Females are recommended to be replenished with 0. 4 mg folic acid or composite vitamins containing folic acid every day until at least three months before pregnancy in order to prevent foetal neural malformations and to sustain the entire pregnancy period for those who are in a position to do so. 4 mg folic acid per day is recommended if there have been neurological tube defects in the past. Pregnant women should undergo oral health tests to prevent the occurrence or exacerbation of established oral problems during pregnancy. Vaccinations such as rubella, hepatitis b and influenza are provided when necessary to prevent infection during pregnancy。

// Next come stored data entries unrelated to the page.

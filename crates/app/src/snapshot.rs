//! Snapshot — the full set of rendered device cards from one poll.

use zabdash_domain::auth::AuthToken;
use zabdash_domain::device::Device;
use zabdash_domain::icon::IconKind;
use zabdash_domain::id::HostId;
use zabdash_domain::severity::FillColor;
use zabdash_domain::time::Timestamp;
use zabdash_domain::trigger::TriggerSummary;

/// An icon ready to be inlined into the page.
#[derive(Debug, Clone, PartialEq, Eq)]
pub struct RenderedIcon {
    pub kind: IconKind,
    pub fill: FillColor,
    /// Recoloured SVG markup.
    pub svg: String,
}

/// One device as shown on the dashboard.
///
/// `triggers` is `None` when the trigger fetch failed; `icon` is `None` when
/// either the triggers or the icon could not be produced.
#[derive(Debug, Clone)]
pub struct DeviceCard {
    pub device: Device,
    pub triggers: Option<TriggerSummary>,
    pub icon: Option<RenderedIcon>,
}

impl DeviceCard {
    #[must_use]
    pub fn host_id(&self) -> &HostId {
        &self.device.id
    }
}

/// The result of one complete poll, replaced wholesale by the next one.
#[derive(Debug, Clone)]
pub struct Snapshot {
    /// Session the snapshot was taken with.
    pub token: AuthToken,
    pub taken_at: Timestamp,
    pub cards: Vec<DeviceCard>,
}

impl Snapshot {
    #[must_use]
    pub fn card(&self, host_id: &HostId) -> Option<&DeviceCard> {
        self.cards.iter().find(|card| card.host_id() == host_id)
    }

    #[must_use]
    pub fn is_for(&self, token: &AuthToken) -> bool {
        &self.token == token
    }
}
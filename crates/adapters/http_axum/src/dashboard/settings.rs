//! Settings form handler.

use axum::extract::{Form, State};
use axum::response::Redirect;
use serde::Deserialize;

use zabdash_app::ports::{IconLibrary, MonitoringApi};
use zabdash_domain::settings::RefreshInterval;

use crate::session::PageSession;
use crate::state::AppState;

/// Form data for the settings form.
#[derive(Debug, Deserialize)]
pub struct SettingsForm {
    #[serde(default)]
    pub refresh_interval: String,
}

/// `POST /settings` — change the polling interval (PRG).
///
/// Values that are not a positive whole number of seconds are ignored.
pub async fn update<M, I>(
    State(state): State<AppState<M, I>>,
    PageSession(_token): PageSession,
    Form(form): Form<SettingsForm>,
) -> Redirect
where
    M: MonitoringApi + 'static,
    I: IconLibrary + 'static,
{
    match RefreshInterval::parse(&form.refresh_interval) {
        Ok(interval) => state.poller.set_interval(interval),
        Err(err) => {
            tracing::debug!(value = %form.refresh_interval, error = %err, "ignoring refresh interval");
        }
    }
    Redirect::to("/")
}
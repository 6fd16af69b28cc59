//! Common error types used across the workspace.
//!
//! Each layer defines its own typed errors and converts into [`DashError`]
//! via `From` at the port boundary.

/// Top-level error shared by the domain, application and adapter layers.
#[derive(Debug, thiserror::Error)]
pub enum DashError {
    #[error("validation error")]
    Validation(#[from] ValidationError),

    /// The monitoring server rejected the credentials or the session token.
    #[error("unauthorized")]
    Unauthorized,

    /// The monitoring server could not be reached or answered garbage.
    #[error("upstream error")]
    Upstream(#[source] Box<dyn std::error::Error + Send + Sync>),
}

/// Invariant violations on domain values.
#[derive(Debug, Clone, PartialEq, Eq, thiserror::Error)]
pub enum ValidationError {
    #[error("{0} must not be empty")]
    EmptyId(&'static str),

    #[error("{kind} must be numeric, got {value:?}")]
    InvalidId { kind: &'static str, value: String },

    #[error("username must not be empty")]
    EmptyUsername,

    #[error("password must not be empty")]
    EmptyPassword,

    #[error("refresh interval must be a positive number of seconds")]
    InvalidRefreshInterval,
}
//! Login and logout.
//!
//! `POST /login` takes either a JSON body or the HTML form. Both set the
//! session cookie and redirect to the dashboard; failures answer in the
//! format they were asked in.

use askama::Template;
use axum::Json;
use axum::extract::{Form, FromRequest, Request, State};
use axum::http::{StatusCode, header};
use axum::response::{Html, IntoResponse, Redirect, Response};

use zabdash_app::ports::{IconLibrary, MonitoringApi};
use zabdash_domain::auth::Credentials;
use zabdash_domain::error::DashError;

use crate::error::ApiError;
use crate::session;
use crate::state::AppState;

/// Login page template.
#[derive(Template, Default)]
#[template(path = "login.html")]
pub struct LoginTemplate {
    username: String,
    error: Option<String>,
}

impl IntoResponse for LoginTemplate {
    fn into_response(self) -> Response {
        Html(self.to_string()).into_response()
    }
}

/// `GET /login`
pub async fn page() -> LoginTemplate {
    LoginTemplate::default()
}

/// `POST /login` — JSON `{username, password}` or form fields.
pub async fn submit<M, I>(State(state): State<AppState<M, I>>, request: Request) -> Response
where
    M: MonitoringApi + 'static,
    I: IconLibrary + 'static,
{
    let is_json = request
        .headers()
        .get(header::CONTENT_TYPE)
        .and_then(|value| value.to_str().ok())
        .is_some_and(|value| value.starts_with("application/json"));

    if is_json {
        let credentials = match Json::<Credentials>::from_request(request, &state).await {
            Ok(Json(credentials)) => credentials,
            Err(rejection) => return rejection.into_response(),
        };
        match login(&state, &credentials).await {
            Ok(response) => response,
            Err(err) => ApiError::from(err).into_response(),
        }
    } else {
        let credentials = match Form::<Credentials>::from_request(request, &state).await {
            Ok(Form(credentials)) => credentials,
            Err(rejection) => return rejection.into_response(),
        };
        match login(&state, &credentials).await {
            Ok(response) => response,
            Err(err) => login_failed(credentials.username, &err),
        }
    }
}

/// `POST /logout` — drop the cookie and go back to the login page.
pub async fn logout() -> Response {
    session::to_login()
}

async fn login<M, I>(state: &AppState<M, I>, credentials: &Credentials) -> Result<Response, DashError>
where
    M: MonitoringApi + 'static,
    I: IconLibrary + 'static,
{
    let token = state.auth_service.login(credentials).await?;
    let cookie = session::session_cookie(&token).ok_or(DashError::Unauthorized)?;
    state.poller.follow_session(&token);
    Ok(([(header::SET_COOKIE, cookie)], Redirect::to("/")).into_response())
}

fn login_failed(username: String, err: &DashError) -> Response {
    let (status, message) = match err {
        DashError::Validation(err) => (StatusCode::BAD_REQUEST, err.to_string()),
        DashError::Unauthorized => (
            StatusCode::UNAUTHORIZED,
            "Login failed: incorrect user name or password.".to_string(),
        ),
        DashError::Upstream(_) => {
            tracing::error!(error = %err, "login failed");
            (
                StatusCode::BAD_GATEWAY,
                "Login failed: the Zabbix server is unavailable.".to_string(),
            )
        }
    };
    let page = LoginTemplate {
        username,
        error: Some(message),
    };
    (status, page).into_response()
}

Regulation of pregnancy tests
In the early stages of pregnancy, pregnant women should go to local health-care institutions to establish a maternal and child health manual, which provides regular consultations and examinations during pregnancy, and dynamic monitoring of health and foetal development. The first pregnancy examination should not be later than 12 weeks of pregnancy, at least one in the early stages of pregnancy, at least two in the intermediate stages of pregnancy (recommended for one each of the 16-20 weeks and 21-24 weeks), and at least two in the late stages of pregnancy (at least one of the 36 weeks after the pregnancy), and the number of examinations should be increased, as appropriate。
During pregnancy tests, the doctor screens and evaluates the pregnancy risk for pregnant women and graded them according to the level of risk in five colours: green (low risk), yellow (general risk), orange (high risk), red (high risk), purple (infectious disease). Every pregnant woman must be aware of the level of her pregnancy risk and subject to appropriate management by medical institutions。

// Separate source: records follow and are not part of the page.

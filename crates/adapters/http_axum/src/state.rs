//! Shared application state for axum handlers.

use std::sync::Arc;

use zabdash_app::poller::Poller;
use zabdash_app::ports::{IconLibrary, MonitoringApi};
use zabdash_app::services::auth_service::AuthService;
use zabdash_app::services::device_service::DeviceService;

/// Application state shared across all axum handlers.
///
/// Generic over the monitoring API and icon library to avoid dynamic dispatch.
/// `Clone` is implemented manually so the underlying types themselves do not
/// need to be `Clone` — only the `Arc` wrappers are cloned.
pub struct AppState<M, I> {
    /// Login against the monitoring server.
    pub auth_service: Arc<AuthService<M>>,
    /// Device, trigger and detail lookups.
    pub device_service: Arc<DeviceService<M, I>>,
    /// Background poller owning the latest snapshot.
    pub poller: Arc<Poller<M, I>>,
}

impl<M, I> Clone for AppState<M, I> {
    fn clone(&self) -> Self {
        Self {
            auth_service: Arc::clone(&self.auth_service),
            device_service: Arc::clone(&self.device_service),
            poller: Arc::clone(&self.poller),
        }
    }
}

impl<M, I> AppState<M, I>
where
    M: MonitoringApi + 'static,
    I: IconLibrary + 'static,
{
    /// Create a new application state from pre-wrapped `Arc` services.
    ///
    /// The poller must be built on the same device service so that the
    /// dashboard and the background task agree on what they render.
    pub fn from_arcs(
        auth_service: Arc<AuthService<M>>,
        device_service: Arc<DeviceService<M, I>>,
        poller: Arc<Poller<M, I>>,
    ) -> Self {
        Self {
            auth_service,
            device_service,
            poller,
        }
    }
}
//! Port definitions — traits that adapters implement.
//!
//! Ports are the boundaries between the application core and the outside world.
//! They are defined here (in `app`) so that both the use-case layer and the
//! adapter layer can depend on them without creating circular dependencies.

pub mod icons;
pub mod monitoring;

pub use icons::IconLibrary;
pub use monitoring::MonitoringApi;
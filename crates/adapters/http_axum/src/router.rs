//! Axum router assembly.

use axum::Router;
use axum::routing::get;
use tower_http::trace::TraceLayer;

use zabdash_app::ports::{IconLibrary, MonitoringApi};

use crate::state::AppState;

/// Build the top-level axum [`Router`].
///
/// Merges API routes under `/api`, dashboard routes at `/` and the icon
/// assets. Includes a [`TraceLayer`] that logs each HTTP request/response at
/// the `DEBUG` level using the `tracing` ecosystem.
pub fn build<M, I>(state: AppState<M, I>) -> Router
where
    M: MonitoringApi + 'static,
    I: IconLibrary + 'static,
{
    Router::new()
        .route("/health", get(health_check))
        .nest("/api", crate::api::routes())
        .merge(crate::dashboard::routes())
        .merge(crate::icons::routes())
        .layer(TraceLayer::new_for_http())
        .with_state(state)
}

async fn health_check() -> &'static str {
    "OK"
}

Pregnant women should actively prevent complications such as anaemia during pregnancy, hypertension during pregnancy and diabetes during pregnancy, and should cooperate with doctors to monitor and treat them. In cases of panic, shortness of air, dizziness, headache, lack of vision, abdominal pain and vaginal haemorrhage, vaginal fluids, frequent foetal movements, weakening or disappearance, prompt medical attention should be provided。
Safe motherhood in hospital delivery
Hospitalized childbirth is a basic guarantee of mother-child safety. All pregnant women should be hospitalized for delivery, and high-risk pregnant women should be hospitalized early in order to reduce complications and accidents during childbirth。
Natural childbirth is a normal biological process, with little damage to the health of the mother and the child, which facilitates the recovery of the mother after childbirth and the distribution of breast milk, and helps the newborn to quickly establish normal breathing. During the period of hospitalization, medical professionals can effectively reduce the pain of maternal ceremonial contractions, increase confidence in delivery, reduce the fear of delivery and promote natural childbirth, through such measures as birth pain relief and escort。
Hospitalized childbirth creates good conditions for successful breastfeeding. Breast milk is the best and most nutritious food for infants. Breastfeeding contributes to maternal and child health and improves maternal and child feelings. During the period of hospitalization, under the supervision of a medical professional, the mother can achieve early contact with the baby, early breastfeeding and learning to deal with breastfeeding problems, thereby significantly increasing the success rate of breastfeeding。